Wednesday, June 27, 2007

Dying is Easy...


...Comedy is hard. Doing comedy while dying is even h-...ARGH!(thud).



A few weeks ago, I talked about Patrick Knight, the Texas convict who decided to tell a joke as his final words before being executed.

According to reports, he opted NOT to tell a joke.

As disappointed as you can imagine I am, I can understand this move. He obviously didn't have the right set up. Comedy is not easy, folks. So many things go into making everything just right. From the proper inflection to the proper logistical environment.

Here are some things that may have prevented Mr. Knight from attempting the high dive that is humor.

- Poor sound system. Nothing will muck up a joke more than inferior sound quality. He might have been getting feedback, the sound may have been cutting out, or he might have been getting static. Any one of these things will ruin a solid punchline.

- Second thoughts about content. If you went to his website, you saw a lot of lawyer jokes. If his lawyer had been in the audience, he may have had a change of heart and not wanted to offend his attorney. If the joke was off-color in any way, he may have backed off when he saw that wheelchair-bound mentally-challenged Polish Rabbi dwarf with the harelip in the front row.

- Poor lighting. Sometimes a joke hinges on the comedian's facial expressions or hand gestures. The words are the music and the physical accompaniment is the dancer. We need both for the joke to work.

- Lack of confidence in the material. Sure, he reportedly tried out the material on his death row neighbors, but they weren't the audience. Anything that was a slam dunk with those guys isn't necessarily a sure thing with the non-incarcerated.

- It required an accent he couldn't pull off. Hey, we can't all be Yakov Smirnoff or Larry, the Cable Guy. Patrick wisely decided to leave it to the professionals.

Or...

- He actually did tell the joke and nobody laughed, so best to play it off like it never happened. Boy, do I know this one! "I see you take the subject of dogs playing poker as serious as I do. Something must be done. First its poker, next they're chasing roulette wheels."((more silence)) "I'm serious, people. It's a problem...Dear God, kill me, now."

Let's take a look at the transcript from his final statement, shall we...

After expressing love to some friends, he said, "I said I was going to tell a joke. Death has set me free. That's the biggest joke. I deserve this."

"And the other joke is that I am not Patrick Bryan Knight and y'all can't stop this execution now. Go ahead, I'm finished."


Aha!

He actually told TWO jokes! The first is that death has set him free. That's a very heady joke to open with. People might get it later as they are driving home, but you want something more straightforward and surefire to start. Since that one didn't go over, even more likely his follow-up - and closer - was going to bomb. The other joke is another heady existential barb. Or, he messed it up royally. What he may have meant to say is "I'm Patrick Bryan Knight and you're not." The fact that he says, "Go ahead, I'm finished." indicates to me that he didn't get the big laugh he expected. Just like with a sexual partner, a comedian shouldn't have to tell the audience when he's done.
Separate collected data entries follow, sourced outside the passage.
//! Benchmark orchestration
//!
//! Runs the four stages in strict order: register a throwaway account, log
//! in, build the directory chain, then warm up and time the breadcrumb
//! lookup of the deepest directory. Every stage consumes the previous
//! stage's output; nothing is shared or retried.

use crate::{
    client::ApiClient,
    defaults::PROGRESS_INTERVAL,
    error::{AppError, Result},
    models::{BenchmarkReport, Config, Credentials},
    stats::LatencySummary,
};

/// Deterministic name for the i-th directory in the chain (1-based)
fn directory_name(index: u32) -> String {
    format!("dir-{:04}", index)
}

/// Sequential benchmark driver
pub struct BenchmarkRunner {
    client: ApiClient,
    config: Config,
}

impl BenchmarkRunner {
    /// Create a runner for the given configuration
    pub fn new(config: Config) -> Result<Self> {
        let client = ApiClient::new(&config.base_url, config.timeout)?;
        Ok(Self { client, config })
    }

    /// Execute the full benchmark and produce a report
    pub async fn run(&self) -> Result<BenchmarkReport> {
        let credentials = Credentials::generate();

        println!("registering user: {}", credentials.username);
        self.client.register(&credentials).await?;

        println!("logging in");
        let token = self
            .client
            .login(&credentials.username, &credentials.password)
            .await?;

        println!("creating directory chain depth={}", self.config.depth);
        let deepest_uuid = self
            .build_chain(&token, self.config.depth)
            .await?
            .ok_or_else(|| {
                AppError::config("depth must be at least 1 to measure a breadcrumb")
            })?;

        println!("warming up breadcrumb");
        self.client.breadcrumb_timed(&token, &deepest_uuid).await?;

        println!("measuring breadcrumb for uuid={}", deepest_uuid);
        let summary = self
            .measure_breadcrumb(&token, &deepest_uuid, self.config.repeats)
            .await?;

        Ok(BenchmarkReport::new(
            deepest_uuid,
            self.config.depth,
            self.config.repeats,
            summary,
        ))
    }

    /// Create `depth` nested directories, each the child of the previous
    ///
    /// Returns the UUID of the deepest directory, or `None` when depth is 0.
    pub async fn build_chain(&self, token: &str, depth: u32) -> Result<Option<String>> {
        let mut parent: Option<String> = None;

        for i in 1..=depth {
            let name = directory_name(i);
            let uuid = self
                .client
                .create_directory(token, &name, parent.as_deref())
                .await?;

            if i % PROGRESS_INTERVAL == 0 || i == depth {
                println!("created {}/{} directories: {}", i, depth, uuid);
            }
            parent = Some(uuid);
        }

        Ok(parent)
    }

    /// Time `repeats` breadcrumb calls and reduce them to summary statistics
    ///
    /// The caller is expected to have issued a warm-up call already; every
    /// call here contributes a sample.
    pub async fn measure_breadcrumb(
        &self,
        token: &str,
        uuid: &str,
        repeats: u32,
    ) -> Result<LatencySummary> {
        let mut samples_ms = Vec::with_capacity(repeats as usize);

        for _ in 0..repeats {
            let (elapsed, _body) = self.client.breadcrumb_timed(token, uuid).await?;
            samples_ms.push(elapsed.as_secs_f64() * 1000.0);
        }

        LatencySummary::from_samples(&samples_ms)
    }
}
Texas, as usual, leads the nation in capital punishment. But here's the real joke...also yesterday, in Oklahoma, authorities executed a terminally ill man who, according to his lawyer, has been told by doctors he likely would die of cancer within six months anyway. Who's the genius behind this one? Judge Kevorkian?

The potential for killing innocent people aside, here's what I know about the death penalty... when you tell people it's morally and ethically wrong to kill people - which it is, by the way - and you punish them by, you guessed it, killing them, there's something very karmicly f-d up about it. You might be sending the wrong message.

The punchline has something to do with condemning people to the very crime they committed, making us all just as guilty. And if I can figure out a way to work in a nun, Winston Churchill and The Lone Ranger into it, I will. Just to spice it up.